My rabbi asked me on Saturday if I could lead Geshem, the prayer for rain. I said "well, I don't know it, but I might maybe could by Tuesday. Let's go under the assumption it's you unless I come in Tuesday morning saying I know it." I asked my sister for help with the melody, as she is a cantor and knows all the melodies. She did not provide it for me until 5:30 this afternoon, when I was making dinner. I didn't listen to it until about 8. I didn't practice it until... well, I've sung it once or twice now, and I do not have the focus to get through it. I seem to have the focus to write this, which I didn't expect honestly. Maybe because this isn't actually focus, it's an outlet.
I am allowed to tell the rabbi "I don't know that, and I can't get to it." or "Boker tov; I can't do geshem, you'll have to cover that part." or "Nope, I've never done it before and couldn't even find a good relatable version to sing from Youtube videos." Or I could not even explain myself and stick to "You'll need to do it, sorry." She likes my voice, and she appreciates my leading, and she appreciates what I do, and she knows I have a full-time job and a challenging home life, and that my MIL got injured... she would not think worse of me for not being able to do this. Pretty sure. I am not actually a cantor. I am actually not.

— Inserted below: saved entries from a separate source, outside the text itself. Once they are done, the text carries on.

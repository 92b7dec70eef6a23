//! Data models for Google Drive API responses.

use serde::{Deserialize, Serialize};

use crate::error::{DriveError, Result};

/// Storage quota snapshot: total capacity, bytes used, and usage percent.
#[derive(Debug, Clone, Serialize)]
pub struct Quota {
    pub limit: i64,
    pub usage: i64,
    pub percent: String,
}

impl Quota {
    /// Build a quota snapshot, deriving the usage percent with fixed
    /// 3-decimal formatting. A zero (or negative) limit is an error rather
    /// than a NaN/Inf percent.
    pub fn new(limit: i64, usage: i64) -> Result<Self> {
        if limit <= 0 {
            return Err(DriveError::ZeroQuotaLimit);
        }
        let percent = format!("{:.3}", usage as f64 * 100.0 / limit as f64);
        Ok(Self {
            limit,
            usage,
            percent,
        })
    }
}

/// Projection of a remote Drive file record.
#[derive(Debug, Clone, Serialize, Deserialize)]
#[serde(rename_all = "camelCase")]
pub struct DriveFile {
    pub id: String,
    pub name: String,
    #[serde(default, deserialize_with = "deserialize_size")]
    pub size: Option<u64>,
    #[serde(default)]
    pub mime_type: Option<String>,
    #[serde(default)]
    pub web_view_link: Option<String>,
}

// The Drive API reports sizes as decimal strings.
fn deserialize_size<'de, D>(deserializer: D) -> std::result::Result<Option<u64>, D::Error>
where
    D: serde::Deserializer<'de>,
{
    let opt: Option<String> = Option::deserialize(deserializer)?;
    match opt {
        Some(s) => s.parse::<u64>().map(Some).map_err(serde::de::Error::custom),
        None => Ok(None),
    }
}

impl std::fmt::Display for DriveFile {
    fn fmt(&self, f: &mut std::fmt::Formatter<'_>) -> std::fmt::Result {
        let size_str = self
            .size
            .map(format_size)
            .unwrap_or_else(|| "-".to_string());
        let mime = self.mime_type.as_deref().unwrap_or("-");
        write!(f, "{}\t{}\t{}\t{}", self.id, size_str, mime, self.name)
    }
}

/// Format bytes into human-readable size.
pub fn format_size(bytes: u64) -> String {
    const KB: u64 = 1024;
    const MB: u64 = KB * 1024;
    const GB: u64 = MB * 1024;

    if bytes >= GB {
        format!("{:.2} GB", bytes as f64 / GB as f64)
    } else if bytes >= MB {
        format!("{:.2} MB", bytes as f64 / MB as f64)
    } else if bytes >= KB {
        format!("{:.2} KB", bytes as f64 / KB as f64)
    } else {
        format!("{} B", bytes)
    }
}

/// Diagnostic record describing a resolved direct download.
#[derive(Debug, Clone, Serialize)]
#[serde(rename_all = "camelCase")]
pub struct DownloadDetails {
    pub link: String,
    pub token: String,
    pub user_agent: String,
    pub x_api_client: String,
}

/// Outcome of probing the media URL with redirects suppressed.
///
/// A redirect is the expected success signal here; it is tagged rather than
/// routed through the error channel.
#[derive(Debug, Clone)]
pub enum DownloadLinkOutcome {
    Redirected { location: String },
    Failed { status: u16, message: String },
}

/// Response from the files.list API endpoint.
#[derive(Debug, Deserialize)]
#[serde(rename_all = "camelCase")]
pub struct FileListResponse {
    #[serde(default)]
    pub files: Vec<DriveFile>,
    #[serde(default)]
    pub next_page_token: Option<String>,
}

/// User information from the about API.
#[derive(Debug, Deserialize)]
#[serde(rename_all = "camelCase")]
pub struct User {
    pub email_address: Option<String>,
    pub display_name: Option<String>,
}

/// Storage quota block of the about response. Limit and usage arrive as
/// decimal strings; limit is absent for unlimited storage pools.
#[derive(Debug, Deserialize)]
#[serde(rename_all = "camelCase")]
pub struct StorageQuota {
    pub limit: Option<String>,
    pub usage: Option<String>,
}

/// About response from the Drive API.
#[derive(Debug, Deserialize)]
#[serde(rename_all = "camelCase")]
pub struct About {
    pub user: Option<User>,
    pub storage_quota: StorageQuota,
}

/// Google API error response.
#[derive(Debug, Deserialize)]
pub struct ApiErrorResponse {
    pub error: ApiErrorDetail,
}

#[derive(Debug, Deserialize)]
pub struct ApiErrorDetail {
    pub code: u16,
    pub message: String,
}

/// Service account credentials from JSON key material.
#[derive(Debug, Deserialize)]
pub struct ServiceAccountCredentials {
    pub client_email: String,
    pub private_key: String,
    pub token_uri: Option<String>,
}

/// OAuth2 token response.
#[derive(Debug, Deserialize)]
pub struct TokenResponse {
    pub access_token: String,
    pub token_type: String,
    pub expires_in: u64,
}

#[cfg(test)]
mod tests {
    use super::*;

    #[test]
    fn test_quota_percent_formatting() {
        let quota = Quota::new(100, 33).unwrap();
        assert_eq!(quota.percent, "33.000");

        let quota = Quota::new(3, 1).unwrap();
        assert_eq!(quota.percent, "33.333");
    }

    #[test]
    fn test_quota_zero_limit_is_error() {
        let err = Quota::new(0, 33).unwrap_err();
        assert!(matches!(err, DriveError::ZeroQuotaLimit));
    }

    #[test]
    fn test_format_size() {
        assert_eq!(format_size(500), "500 B");
        assert_eq!(format_size(1024), "1.00 KB");
        assert_eq!(format_size(1536), "1.50 KB");
        assert_eq!(format_size(1048576), "1.00 MB");
        assert_eq!(format_size(1073741824), "1.00 GB");
    }

    #[test]
    fn test_drive_file_deserialize() {
        let json = r#"{
            "id": "abc123",
            "name": "test.txt",
            "mimeType": "text/plain",
            "size": "1024"
        }"#;

        let file: DriveFile = serde_json::from_str(json).unwrap();
        assert_eq!(file.id, "abc123");
        assert_eq!(file.name, "test.txt");
        assert_eq!(file.mime_type, Some("text/plain".to_string()));
        assert_eq!(file.size, Some(1024));
    }

    #[test]
    fn test_drive_file_display() {
        let file = DriveFile {
            id: "abc123".to_string(),
            name: "test.txt".to_string(),
            size: Some(1024),
            mime_type: Some("text/plain".to_string()),
            web_view_link: None,
        };

        let display = format!("{}", file);
        assert!(display.contains("abc123"));
        assert!(display.contains("test.txt"));
        assert!(display.contains("1.00 KB"));
    }

    #[test]
    fn test_about_deserialize_without_limit() {
        let json = r#"{
            "user": {"emailAddress": "svc@example.iam.gserviceaccount.com"},
            "storageQuota": {"usage": "42"}
        }"#;

        let about: About = serde_json::from_str(json).unwrap();
        assert_eq!(about.storage_quota.limit, None);
        assert_eq!(about.storage_quota.usage, Some("42".to_string()));
    }
}
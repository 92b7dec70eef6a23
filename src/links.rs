//! Canonical Google Drive URL construction and URL/ID extraction.

use regex::Regex;
use std::sync::LazyLock;

use crate::error::{DriveError, Result};

static FILE_URL_REGEX: LazyLock<Regex> = LazyLock::new(|| {
    Regex::new(r"^https?://drive\.google\.com/file/d/([a-zA-Z0-9_-]+)")
        .expect("Invalid file URL regex")
});

static OPEN_URL_REGEX: LazyLock<Regex> = LazyLock::new(|| {
    Regex::new(r"^https?://drive\.google\.com/open\?id=([a-zA-Z0-9_-]+)")
        .expect("Invalid open URL regex")
});

/// Valid Google Drive ID pattern (alphanumeric, underscore, hyphen).
static ID_REGEX: LazyLock<Regex> =
    LazyLock::new(|| Regex::new(r"^[a-zA-Z0-9_-]+$").expect("Invalid ID regex"));

/// Canonical viewer URL for a file ID.
pub fn file_view_url(file_id: &str) -> String {
    format!("https://drive.google.com/file/d/{}/view", file_id)
}

/// Extract a Google Drive file ID from a URL or validate a raw ID.
///
/// Supports the following formats:
/// - `https://drive.google.com/file/d/<ID>/view`
/// - `https://drive.google.com/open?id=<ID>`
/// - Raw ID string
///
/// # Examples
///
/// ```
/// use drive_helper::links::extract_id;
///
/// let id = extract_id("https://drive.google.com/file/d/1abc123/view").unwrap();
/// assert_eq!(id, "1abc123");
///
/// let id = extract_id("1abc123").unwrap();
/// assert_eq!(id, "1abc123");
/// ```
pub fn extract_id(url_or_id: &str) -> Result<String> {
    let trimmed = url_or_id.trim();

    if let Some(captures) = FILE_URL_REGEX.captures(trimmed) {
        if let Some(id) = captures.get(1) {
            return Ok(id.as_str().to_string());
        }
    }

    if let Some(captures) = OPEN_URL_REGEX.captures(trimmed) {
        if let Some(id) = captures.get(1) {
            return Ok(id.as_str().to_string());
        }
    }

    if ID_REGEX.is_match(trimmed) && !trimmed.is_empty() {
        return Ok(trimmed.to_string());
    }

    Err(DriveError::InvalidUrlOrId(url_or_id.to_string()))
}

It's been ~28 days since my last period; I'm hoping my hormones are really flooding me right now and that's why I'm feeling so much and making stupid eating decisions and feeling kind of overwhelmed. I made good food Saturday, and last night; we ate all meals that didn't take place during rain in the sukkah. I am leading musaf tomorrow, and shacharit on Simchat Torah. I don't expect a full minyan in the sanctuary that would enable us to take out the Torah, but I wouldn't be surprised if we pull it off and get 10-12, no more than that.